» SOURCE RECORDS:

↓

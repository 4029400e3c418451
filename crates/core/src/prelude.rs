//! Mnema Core Prelude
//!
//! Common imports for Mnema core functionality.
//! Import this module to get access to the most commonly used types and traits.

// Re-export core types
pub use crate::config::{CoreConfig, PoolConfig, ProfilerConfig, TunerConfig};
pub use crate::error::{CoreError, CoreResult};
pub use crate::types::{TaskPriority, WorkerId};

// Re-export subsystem types
pub use crate::engine::{
    EngineError, EngineResult, FnOperation, LoadBalancer, Operation, OperationRegistry,
    PoolHealth, PoolHealthStatus, PoolStats, Task, TaskResult, WorkerLoadSnapshot, WorkerPool,
};
pub use crate::profiler::{
    AggregateMetrics, CacheEffectiveness, PerformanceProfiler, QueryMetric,
};
pub use crate::tuner::{
    AutoTuner, MetricsSummary, TunerReport, TuningConfig, TuningStrategy, MAX_CONCURRENT,
    MIN_CONCURRENT,
};
pub use crate::{init, init_with_config, CoreInstance};

// Re-export commonly used external types
pub use serde::{Deserialize, Serialize};
pub use std::sync::Arc;
pub use std::time::{Duration, Instant, SystemTime};
pub use tracing::{debug, error, info, warn};
pub use uuid::Uuid;

// Re-export performance types
pub use dashmap::DashMap;
pub use std::sync::atomic::{AtomicBool, AtomicU64, AtomicUsize, Ordering};

// Re-export validation
pub use garde::Validate;

/// Common result type alias
pub type Result<T> = CoreResult<T>;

↑

» TASK GOAL:
All of the entries must be printed again exactly as given.

» SOLUTION:
repository 4029400e3c418451
filename crates/core/src/prelude.rs
//! Mnema Core Prelude
//!
//! Common imports for Mnema core functionality.
//! Import this module to get access to the most commonly used types and traits.

// Re-export core types
pub use crate::config::{CoreConfig, PoolConfig, ProfilerConfig, TunerConfig};
pub use crate::error::{CoreError, CoreResult};
pub use crate::types::{TaskPriority, WorkerId};

// Re-export subsystem types
pub use crate::engine::{
    EngineError, EngineResult, FnOperation, LoadBalancer, Operation, OperationRegistry,
    PoolHealth, PoolHealthStatus, PoolStats, Task, TaskResult, WorkerLoadSnapshot, WorkerPool,
};
pub use crate::profiler::{
    AggregateMetrics, CacheEffectiveness, PerformanceProfiler, QueryMetric,
};
pub use crate::tuner::{
    AutoTuner, MetricsSummary, TunerReport, TuningConfig, TuningStrategy, MAX_CONCURRENT,
    MIN_CONCURRENT,
};
pub use crate::{init, init_with_config, CoreInstance};

// Re-export commonly used external types
pub use serde::{Deserialize, Serialize};
pub use std::sync::Arc;
pub use std::time::{Duration, Instant, SystemTime};
pub use tracing::{debug, error, info, warn};
pub use uuid::Uuid;

// Re-export performance types
pub use dashmap::DashMap;
pub use std::sync::atomic::{AtomicBool, AtomicU64, AtomicUsize, Ordering};

// Re-export validation
pub use garde::Validate;

/// Common result type alias
pub type Result<T> = CoreResult<T>;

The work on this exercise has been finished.